Since the release of Electronic Art’s Star Wars Battlefront 2, there has been a lot of controversy regarding the role of gambling in video games. While gambling elements in games are nothing new, the discussion and spotlight pointed squarely on elements like loot crates is. The discussion surrounding Battlefront 2 often appears to revolve around the value proposition of a full priced retail title encouraging the use of microtransactions, rather than moral values and whether gambling has a place in games. Even so, the use of gambling is a significant part of the mobile landscape, and should be examined.
On any given day, around half of Google Play’s 100 highest grossing games in the United States will involve some form of gambling. Sometimes gambling takes the form of hero collection gacha mechanics, like those of Fire Emblem Heroes or The Alchemist Code. Sometimes it takes the form of loot crates or chest & card mechanics like those used in South Park: Phone Destroyer or Clash Royale. Other times it takes a form that people rarely associate with gambling as is the case in collectible card games like Hearthstone. The rest are more obvious and are part of the casino genre, these are the mobile slot machines, bingo games, and virtual poker tables. Yet all of these games have one thing in common, they offer unspecified rewards that have a range of values in exchange for a specific amount of money, or more likely premium currency that people pay money for.
Like real world gambling, gambling elements adopted in mobile games are ripe for abuse and addiction. There is no shortage of stories about users who have spent hundreds or even thousands of dollars on in app purchases.
The prominence of gambling elements on the top grossing list might underrate their importance to the mobile gaming landscape. While these games generate a lot of revenue, many of them also spend heavily on advertisements. That money not only flows into the pockets of ad providers but it also makes its way into ad supported free to play titles. Those video ads for titles like Star Wars: Galaxy of Heroes or Clash Royale are part of the reason that there are so many simple fun arcade and puzzle games available for your smartphone. Taking out games with gambling elements won’t just harm developers who make those games, it will harm games that depend on ad revenue as a part of their bottom line.
While the outcry over gambling has been fierce, the solutions offered are few and far between. Many favor regulation, but fail to point out what regulations would look like. Others favor complete bans which would do a significant amount of harm to the app economy and stop people from playing games they enjoy. Perhaps most importantly, the idea of regulating gambling elements is often looked at as a national issue. That ignores the fact that mobile gaming is an international past time, with major developers in publishers in South Korea, Japan, China, Finland, Canada, and the UK. Games are not necessarily created with the U.S. in mind.
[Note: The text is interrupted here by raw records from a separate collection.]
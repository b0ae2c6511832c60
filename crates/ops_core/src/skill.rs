//! Effective skill: base skill degraded by damage and exhaustion.
//!
//! ```text
//! hp_factor         = max(1 - (max_hp - hp) / max_hp, 0)     (1 when max_hp == 0)
//! exhaustion_factor = max(1 - max(exhaustion - 5, 0) / 100, 0)
//! effective_skill   = floor(skill * hp_factor * exhaustion_factor)
//! ```
//!
//! The product is computed in one step on the raw scaled integers and floored
//! once, to whole units.

use crate::components::Actor;
use crate::math::Fixed;

/// Exhaustion points that carry no combat penalty.
pub const FREE_EXHAUSTION: i64 = 5;

/// Exhaustion penalty percentage points at which skill reaches zero.
const EXHAUSTION_PENALTY_CEILING: i64 = 100;

/// Exhaustion factor as a fixed fraction in `[0, 1]`.
#[must_use]
pub fn exhaustion_factor(exhaustion: Fixed) -> Fixed {
    let penalty = (exhaustion - Fixed::from_int(FREE_EXHAUSTION)).non_negative();
    let remaining = (Fixed::from_int(EXHAUSTION_PENALTY_CEILING) - penalty).non_negative();
    Fixed::from_raw(remaining.raw() / EXHAUSTION_PENALTY_CEILING)
}

/// Current combat-effective skill, floored to whole units and never negative.
#[must_use]
pub fn effective_skill(actor: &Actor) -> Fixed {
    let skill = i128::from(actor.skill.non_negative().raw());
    let hp = i128::from(actor.hit_points.non_negative().raw());
    let max_hp = i128::from(actor.max_hit_points.raw());
    let exhaustion = i128::from(exhaustion_factor(actor.exhaustion).raw());
    let scale = i128::from(Fixed::SCALE);

    // skill * (hp / max_hp) * exhaustion_factor, then floor to whole units
    let (numerator, denominator) = if max_hp > 0 {
        (skill * hp.min(max_hp) * exhaustion, max_hp * scale * scale)
    } else {
        (skill * exhaustion, scale * scale)
    };
    let whole = numerator / denominator;
    Fixed::from_int(whole as i64)
}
Regulation would have to apply to the marketplaces that serve as the gatekeepers for most of these games, Google’s Google Play and Apple’s App Store.
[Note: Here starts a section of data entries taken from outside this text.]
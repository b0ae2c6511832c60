//! Error types for the turn engine.
//!
//! Two classes matter to callers:
//! - [`GameError::InvariantViolation`] means the engine (or whoever built the
//!   state) has a bug. It is never retried.
//! - Everything else is a precondition failure raised at the call site:
//!   a zero denominator, an unknown id, a rejected player action.

use thiserror::Error;

/// Result type alias using [`GameError`].
pub type Result<T> = std::result::Result<T, GameError>;

/// Top-level error type for all engine errors.
#[derive(Debug, Clone, PartialEq, Eq, Error)]
pub enum GameError {
    /// Game state is internally inconsistent.
    #[error("Invariant violated: {0}")]
    InvariantViolation(String),

    /// Fixed-point division by zero.
    #[error("Division by zero: {0} / 0")]
    DivisionByZero(String),

    /// Decimal input has more fractional digits than the fixed-point scale.
    #[error("Value {0} exceeds fixed-point precision")]
    ExcessPrecision(String),

    /// Enemy type tag not present in the enemy stat table.
    #[error("Unknown enemy type: {0}")]
    UnknownEnemyType(String),

    /// Enemy composition string could not be parsed.
    #[error("Malformed enemy roster '{roster}': {reason}")]
    MalformedRoster {
        /// The composition string.
        roster: String,
        /// What was wrong with it.
        reason: String,
    },

    /// Mission template id not in the catalog.
    #[error("Unknown mission: {0}")]
    UnknownMission(String),

    /// Lead template id not in the catalog.
    #[error("Unknown lead: {0}")]
    UnknownLead(String),

    /// Agent id not in the roster.
    #[error("Agent not found: {0}")]
    AgentNotFound(String),

    /// Mission site id not in the state.
    #[error("Mission site not found: {0}")]
    MissionSiteNotFound(String),

    /// Lead investigation id not in the state.
    #[error("Lead investigation not found: {0}")]
    LeadInvestigationNotFound(String),

    /// Random override outside `[0, 1]`.
    #[error("Random override for {channel} must be within [0, 1], got {value}")]
    InvalidRandomOverride {
        /// Channel name.
        channel: String,
        /// Rejected value.
        value: String,
    },

    /// Player action not allowed in the current state.
    #[error("Invalid action: {0}")]
    InvalidAction(String),

    /// Not enough money for a player action.
    #[error("Insufficient funds: need {required}, have {available}")]
    InsufficientFunds {
        /// Amount required.
        required: i64,
        /// Amount available.
        available: i64,
    },

    /// A capability cap (agents, transport, training) would be exceeded.
    #[error("{capability} capacity exceeded: {requested} requested, {available} available")]
    CapacityExceeded {
        /// Which capability.
        capability: String,
        /// Number of slots requested.
        requested: usize,
        /// Number of slots free.
        available: usize,
    },

    /// Data file parsing error.
    #[error("Failed to parse data file '{path}': {message}")]
    DataParseError {
        /// Path to the file that failed to parse.
        path: String,
        /// Error message.
        message: String,
    },

    /// Binary snapshot encode/decode failure.
    #[error("Serialization failed: {0}")]
    Serialization(String),
}

impl GameError {
    /// Whether this error reports an internal consistency bug.
    #[must_use]
    pub const fn is_invariant_violation(&self) -> bool {
        matches!(self, Self::InvariantViolation(_))
    }
}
One of the better solutions has been put forward by advocates like Hawaii congressman Chris Lee. It would have app providers take steps to make sure that users under the age of 21 cannot access games with gambling elements. This would likely amount to some sort of age gate system that would need to be adopted by Google and Apple. While these mechanisms are rarely difficult to circumvent, they could put an extra step between children and gambling without impacting adults. Other possible solutions include requiring clear icons that inform users when a game features gambling. Such an icon could easily be placed near existing icons that tell users about a game’s genre, number of downloads and rating.
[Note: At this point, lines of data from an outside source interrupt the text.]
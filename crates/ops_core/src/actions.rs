//! Player actions between turns.
//!
//! Each action is validated in full before anything changes, so a rejected
//! action leaves the state untouched. Accepted actions bump
//! `actions_count`, which [`crate::turn::advance_turn`] resets.

use serde::{Deserialize, Serialize};

use crate::agents::send_home;
use crate::components::{AgentId, AgentState, Assignment, LeadInvestigationId, MissionSiteId};
use crate::data::Catalog;
use crate::error::{GameError, Result};
use crate::leads::LeadInvestigationState;
use crate::missions::MissionSiteState;
use crate::state::GameState;

/// Something the player can do during a turn.
#[derive(Debug, Clone, PartialEq, Eq, Hash, Serialize, Deserialize)]
pub enum PlayerAction {
    /// Hire one agent; the cost is paid when the turn advances.
    HireAgent,
    /// Dismiss available agents.
    SackAgents(Vec<AgentId>),
    /// Send available agents to earn money.
    AssignToContracting(Vec<AgentId>),
    /// Send available agents to gather intel.
    AssignToEspionage(Vec<AgentId>),
    /// Send available agents to train.
    AssignToTraining(Vec<AgentId>),
    /// Pull agents off contracting, espionage, training or an investigation.
    RecallAgents(Vec<AgentId>),
    /// Deploy available agents to an active mission site.
    DeployAgents {
        /// Target site.
        site: MissionSiteId,
        /// Squad.
        agents: Vec<AgentId>,
    },
    /// Open an investigation of a discovered lead.
    StartInvestigation {
        /// Lead template id.
        lead: String,
        /// Investigators.
        agents: Vec<AgentId>,
    },
    /// Add available agents to an active investigation.
    AddToInvestigation {
        /// Target investigation.
        investigation: LeadInvestigationId,
        /// Investigators.
        agents: Vec<AgentId>,
    },
    /// Close an investigation without result.
    AbandonInvestigation(LeadInvestigationId),
}

fn invalid(message: impl Into<String>) -> GameError {
    GameError::InvalidAction(message.into())
}

/// Check that every agent exists, is listed once and is Available.
fn require_available(state: &GameState, agents: &[AgentId]) -> Result<()> {
    if agents.is_empty() {
        return Err(invalid("no agents selected"));
    }
    for (i, id) in agents.iter().enumerate() {
        if agents[..i].contains(id) {
            return Err(invalid(format!("{id} selected twice")));
        }
        let agent = state.agent(*id)?;
        if !agent.is_available() {
            return Err(invalid(format!("{id} is {}, not Available", agent.state)));
        }
    }
    Ok(())
}

fn dispatch(state: &mut GameState, agents: &[AgentId], assignment: Assignment) -> Result<()> {
    for id in agents {
        state.agent_mut(*id)?.reassign(AgentState::InTransit, assignment);
    }
    Ok(())
}

/// Apply one player action.
pub fn apply_action(state: &mut GameState, catalog: &Catalog, action: &PlayerAction) -> Result<()> {
    match action {
        PlayerAction::HireAgent => hire(state)?,
        PlayerAction::SackAgents(agents) => {
            require_available(state, agents)?;
            let turn = state.turn;
            for id in agents {
                state.agent_mut(*id)?.mark_sacked(turn);
            }
        }
        PlayerAction::AssignToContracting(agents) => {
            require_available(state, agents)?;
            dispatch(state, agents, Assignment::Contracting)?;
        }
        PlayerAction::AssignToEspionage(agents) => {
            require_available(state, agents)?;
            dispatch(state, agents, Assignment::Espionage)?;
        }
        PlayerAction::AssignToTraining(agents) => {
            require_available(state, agents)?;
            let training = state
                .active_agents()
                .filter(|a| a.assignment == Assignment::Training)
                .count();
            let available = state.training_cap.saturating_sub(training);
            if agents.len() > available {
                return Err(GameError::CapacityExceeded {
                    capability: "training".to_string(),
                    requested: agents.len(),
                    available,
                });
            }
            dispatch(state, agents, Assignment::Training)?;
        }
        PlayerAction::RecallAgents(agents) => recall(state, agents)?,
        PlayerAction::DeployAgents { site, agents } => deploy(state, *site, agents)?,
        PlayerAction::StartInvestigation { lead, agents } => {
            start_investigation(state, catalog, lead, agents)?;
        }
        PlayerAction::AddToInvestigation {
            investigation,
            agents,
        } => {
            require_available(state, agents)?;
            let target = state.investigation_mut(*investigation)?;
            if !target.is_active() {
                return Err(invalid(format!("{investigation} is {}", target.state)));
            }
            target.agent_ids.extend_from_slice(agents);
            dispatch(state, agents, Assignment::LeadInvestigation(*investigation))?;
        }
        PlayerAction::AbandonInvestigation(id) => {
            let investigation = state.investigation_mut(*id)?;
            if !investigation.is_active() {
                return Err(invalid(format!("{id} is {}", investigation.state)));
            }
            investigation.state = LeadInvestigationState::Abandoned;
            investigation.agent_ids.clear();
            send_home(
                state
                    .agents
                    .iter_mut()
                    .filter(|a| a.assignment == Assignment::LeadInvestigation(*id)),
            );
        }
    }

    state.actions_count += 1;
    tracing::debug!(?action, actions = state.actions_count, "Player action applied");
    Ok(())
}

fn hire(state: &mut GameState) -> Result<()> {
    let active = state.active_agents().count();
    if active >= state.agent_cap {
        return Err(GameError::CapacityExceeded {
            capability: "agents".to_string(),
            requested: 1,
            available: 0,
        });
    }
    let cost = state.rules.agent_hire_cost;
    let available = state.money - state.pending_hire_cost;
    if available < cost {
        return Err(GameError::InsufficientFunds {
            required: cost,
            available,
        });
    }
    state.pending_hire_cost += cost;
    state.hire_agent();
    Ok(())
}

fn recall(state: &mut GameState, agents: &[AgentId]) -> Result<()> {
    if agents.is_empty() {
        return Err(invalid("no agents selected"));
    }
    for id in agents {
        let agent = state.agent(*id)?;
        let recallable = matches!(
            (agent.state, agent.assignment),
            (
                AgentState::OnAssignment | AgentState::InTransit,
                Assignment::Contracting | Assignment::Espionage | Assignment::LeadInvestigation(_)
            ) | (AgentState::InTraining | AgentState::InTransit, Assignment::Training)
        );
        if !recallable {
            return Err(invalid(format!("{id} cannot be recalled from {}", agent.assignment)));
        }
    }

    for id in agents {
        if let Assignment::LeadInvestigation(investigation) = state.agent(*id)?.assignment {
            state
                .investigation_mut(investigation)?
                .agent_ids
                .retain(|agent| agent != id);
        }
        state
            .agent_mut(*id)?
            .reassign(AgentState::InTransit, Assignment::Standby);
    }
    Ok(())
}

fn deploy(state: &mut GameState, site_id: MissionSiteId, agents: &[AgentId]) -> Result<()> {
    let site = state.mission_site(site_id)?;
    if site.state != MissionSiteState::Active {
        return Err(invalid(format!("{site_id} is {}", site.state)));
    }
    require_available(state, agents)?;
    if agents.len() > state.transport_cap {
        return Err(GameError::CapacityExceeded {
            capability: "transport".to_string(),
            requested: agents.len(),
            available: state.transport_cap,
        });
    }

    let site = state.mission_site_mut(site_id)?;
    site.state = MissionSiteState::Deployed;
    site.agent_ids = agents.to_vec();
    dispatch(state, agents, Assignment::MissionSite(site_id))
}

fn start_investigation(
    state: &mut GameState,
    catalog: &Catalog,
    lead_id: &str,
    agents: &[AgentId],
) -> Result<()> {
    let lead = catalog.lead(lead_id)?;
    if !state.is_lead_discovered(catalog, lead_id)? {
        return Err(invalid(format!("lead '{lead_id}' is not discovered yet")));
    }
    if !lead.repeatable {
        if state.lead_completions(lead_id) > 0 {
            return Err(invalid(format!("lead '{lead_id}' is already completed")));
        }
        if state
            .lead_investigations
            .values()
            .any(|i| i.is_active() && i.lead_id == lead_id)
        {
            return Err(invalid(format!("lead '{lead_id}' is already under investigation")));
        }
    }
    require_available(state, agents)?;

    let id = state.open_investigation(lead_id, agents.to_vec());
    dispatch(state, agents, Assignment::LeadInvestigation(id))
}

#[cfg(test)]
mod tests {
    use super::*;
    use crate::state::{make_initial_state, InitialStateOptions};
    use crate::validation::validate_invariants;

    fn setup() -> (GameState, Catalog) {
        (
            make_initial_state(&InitialStateOptions::default()).unwrap(),
            Catalog::default(),
        )
    }

    #[test]
    fn test_hire_accrues_cost() {
        let (mut state, catalog) = setup();
        let before = state.agents.len();
        apply_action(&mut state, &catalog, &PlayerAction::HireAgent).unwrap();
        assert_eq!(state.agents.len(), before + 1);
        assert_eq!(state.pending_hire_cost, state.rules.agent_hire_cost);
        assert_eq!(state.actions_count, 1);
        assert_eq!(state.agents.last().unwrap().state, AgentState::InTransit);
    }

    #[test]
    fn test_hire_respects_funds_and_cap() {
        let (mut state, catalog) = setup();
        state.money = state.rules.agent_hire_cost - 1;
        assert!(matches!(
            apply_action(&mut state, &catalog, &PlayerAction::HireAgent),
            Err(GameError::InsufficientFunds { .. })
        ));

        state.money = 10_000;
        state.agent_cap = state.agents.len();
        assert!(matches!(
            apply_action(&mut state, &catalog, &PlayerAction::HireAgent),
            Err(GameError::CapacityExceeded { .. })
        ));
        assert_eq!(state.actions_count, 0);
    }

    #[test]
    fn test_sack_available_only() {
        let (mut state, catalog) = setup();
        apply_action(&mut state, &catalog, &PlayerAction::SackAgents(vec![AgentId(1)])).unwrap();
        assert_eq!(state.agent(AgentId(1)).unwrap().assignment, Assignment::Sacked);
        assert!(apply_action(&mut state, &catalog, &PlayerAction::SackAgents(vec![AgentId(1)])).is_err());
        assert!(validate_invariants(&state).is_ok());
    }

    #[test]
    fn test_training_cap() {
        let (mut state, catalog) = setup();
        let all: Vec<AgentId> = state.agents.iter().map(|a| a.id).collect();
        let result = apply_action(&mut state, &catalog, &PlayerAction::AssignToTraining(all));
        assert!(matches!(result, Err(GameError::CapacityExceeded { .. })));
        assert!(state.agents.iter().all(|a| a.is_available()));

        apply_action(
            &mut state,
            &catalog,
            &PlayerAction::AssignToTraining(vec![AgentId(1), AgentId(2)]),
        )
        .unwrap();
        assert_eq!(state.agent(AgentId(1)).unwrap().assignment, Assignment::Training);
    }

    #[test]
    fn test_deploy_and_transport_cap() {
        let (mut state, catalog) = setup();
        let site = state
            .spawn_mission_site(&catalog, "apprehend-red-dawn-member")
            .unwrap();
        state.transport_cap = 2;
        let too_many = PlayerAction::DeployAgents {
            site,
            agents: vec![AgentId(1), AgentId(2), AgentId(3)],
        };
        assert!(matches!(
            apply_action(&mut state, &catalog, &too_many),
            Err(GameError::CapacityExceeded { .. })
        ));

        let ok = PlayerAction::DeployAgents {
            site,
            agents: vec![AgentId(1), AgentId(2)],
        };
        apply_action(&mut state, &catalog, &ok).unwrap();
        assert_eq!(state.mission_site(site).unwrap().state, MissionSiteState::Deployed);
        assert_eq!(
            state.agent(AgentId(1)).unwrap().assignment,
            Assignment::MissionSite(site)
        );
        assert!(validate_invariants(&state).is_ok());
        // Site no longer Active
        assert!(apply_action(&mut state, &catalog, &ok).is_err());
    }

    #[test]
    fn test_investigation_requires_discovery() {
        let (mut state, catalog) = setup();
        let locked = PlayerAction::StartInvestigation {
            lead: "red-dawn-member".to_string(),
            agents: vec![AgentId(1)],
        };
        assert!(matches!(
            apply_action(&mut state, &catalog, &locked),
            Err(GameError::InvalidAction(_))
        ));

        state
            .lead_investigation_counts
            .insert("criminal-orgs".to_string(), 1);
        apply_action(&mut state, &catalog, &locked).unwrap();
        assert_eq!(state.lead_investigations.len(), 1);
        assert!(validate_invariants(&state).is_ok());
    }

    #[test]
    fn test_non_repeatable_lead_once() {
        let (mut state, catalog) = setup();
        let start = |agent| PlayerAction::StartInvestigation {
            lead: "criminal-orgs".to_string(),
            agents: vec![agent],
        };
        apply_action(&mut state, &catalog, &start(AgentId(1))).unwrap();
        assert!(apply_action(&mut state, &catalog, &start(AgentId(2))).is_err());
    }

    #[test]
    fn test_recall_and_abandon() {
        let (mut state, catalog) = setup();
        apply_action(
            &mut state,
            &catalog,
            &PlayerAction::StartInvestigation {
                lead: "criminal-orgs".to_string(),
                agents: vec![AgentId(1), AgentId(2)],
            },
        )
        .unwrap();
        let id = *state.lead_investigations.keys().next().unwrap();

        apply_action(&mut state, &catalog, &PlayerAction::RecallAgents(vec![AgentId(1)])).unwrap();
        assert_eq!(state.investigation(id).unwrap().agent_ids, vec![AgentId(2)]);
        assert_eq!(state.agent(AgentId(1)).unwrap().assignment, Assignment::Standby);

        apply_action(&mut state, &catalog, &PlayerAction::AbandonInvestigation(id)).unwrap();
        assert_eq!(
            state.investigation(id).unwrap().state,
            LeadInvestigationState::Abandoned
        );
        assert_eq!(state.agent(AgentId(2)).unwrap().state, AgentState::InTransit);
        assert!(validate_invariants(&state).is_ok());
        assert_eq!(state.actions_count, 3);
    }

    #[test]
    fn test_recall_rejects_idle_agents() {
        let (mut state, catalog) = setup();
        assert!(apply_action(&mut state, &catalog, &PlayerAction::RecallAgents(vec![AgentId(1)])).is_err());
    }
}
While gambling fueled microtransactions are a relatively new issue in the realm of consoles, gambling is one of the cornerstones of mobile gaming. There is no panacea for mobile gaming’s gambling problem. Its removal would cause immense harm to the app economy as a whole, including games that depend on advertisements rather than in app purchases. Relatively small changes like age gates and warnings could serve as a way for app providers and publishers to avoid some of the backlash that’s coming in their direction while helping to inform users about the content of a particular game, but they are unlikely to fix the problem. For the time being, gambling is something mobile gamers will have to learn to avoid or live with.